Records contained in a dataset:
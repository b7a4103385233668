//! Game Logic Module
//!
//! The round lifecycle, from crash-point draw to archived settlement.
//!
//! ## Module Structure
//!
//! - `round`: Identifiers, phases, multiplier curve
//! - `crash`: Crash-point generation
//! - `ledger`: Account balances with idempotent entries
//! - `bets`: Per-round bet registry
//! - `settlement`: Applying outcomes to the ledger
//! - `engine`: Phase gate and player operations
//! - `scheduler`: The round loop
//! - `store`: Round archive
//! - `events`: Broadcast events

pub mod round;
pub mod crash;
pub mod ledger;
pub mod bets;
pub mod settlement;
pub mod engine;
pub mod scheduler;
pub mod store;
pub mod events;

// Re-export key types
pub use round::{BetId, MultiplierCurve, Round, RoundId, RoundPhase, UserId};
pub use crash::{CrashPointGenerator, GeneratorError, SequenceGenerator, TieredCrashPolicy};
pub use ledger::{EntryRef, Ledger, LedgerError};
pub use bets::{Bet, BetError, BetOutcome, BetStatus};
pub use settlement::{SettlementFailure, SettlementReport};
pub use engine::{EngineConfig, EngineError, RoundEngine, RoundSnapshot};
pub use scheduler::{RetryPolicy, RoundScheduler, ScheduleConfig, SchedulerError};
pub use store::{JsonlRoundStore, MemoryRoundStore, RoundRecord, RoundStore, StoreError};
pub use events::{RoundEvent, RoundSummary};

Problem requirements: In your answer, reproduce every entry exactly as it was written.

Answer to the exercise:
repository b7a4103385233668
//! Game Logic Module
//!
//! The round lifecycle, from crash-point draw to archived settlement.
//!
//! ## Module Structure
//!
//! - `round`: Identifiers, phases, multiplier curve
//! - `crash`: Crash-point generation
//! - `ledger`: Account balances with idempotent entries
//! - `bets`: Per-round bet registry
//! - `settlement`: Applying outcomes to the ledger
//! - `engine`: Phase gate and player operations
//! - `scheduler`: The round loop
//! - `store`: Round archive
//! - `events`: Broadcast events

pub mod round;
pub mod crash;
pub mod ledger;
pub mod bets;
pub mod settlement;
pub mod engine;
pub mod scheduler;
pub mod store;
pub mod events;

// Re-export key types
pub use round::{BetId, MultiplierCurve, Round, RoundId, RoundPhase, UserId};
pub use crash::{CrashPointGenerator, GeneratorError, SequenceGenerator, TieredCrashPolicy};
pub use ledger::{EntryRef, Ledger, LedgerError};
pub use bets::{Bet, BetError, BetOutcome, BetStatus};
pub use settlement::{SettlementFailure, SettlementReport};
pub use engine::{EngineConfig, EngineError, RoundEngine, RoundSnapshot};
pub use scheduler::{RetryPolicy, RoundScheduler, ScheduleConfig, SchedulerError};
pub use store::{JsonlRoundStore, MemoryRoundStore, RoundRecord, RoundStore, StoreError};
pub use events::{RoundEvent, RoundSummary};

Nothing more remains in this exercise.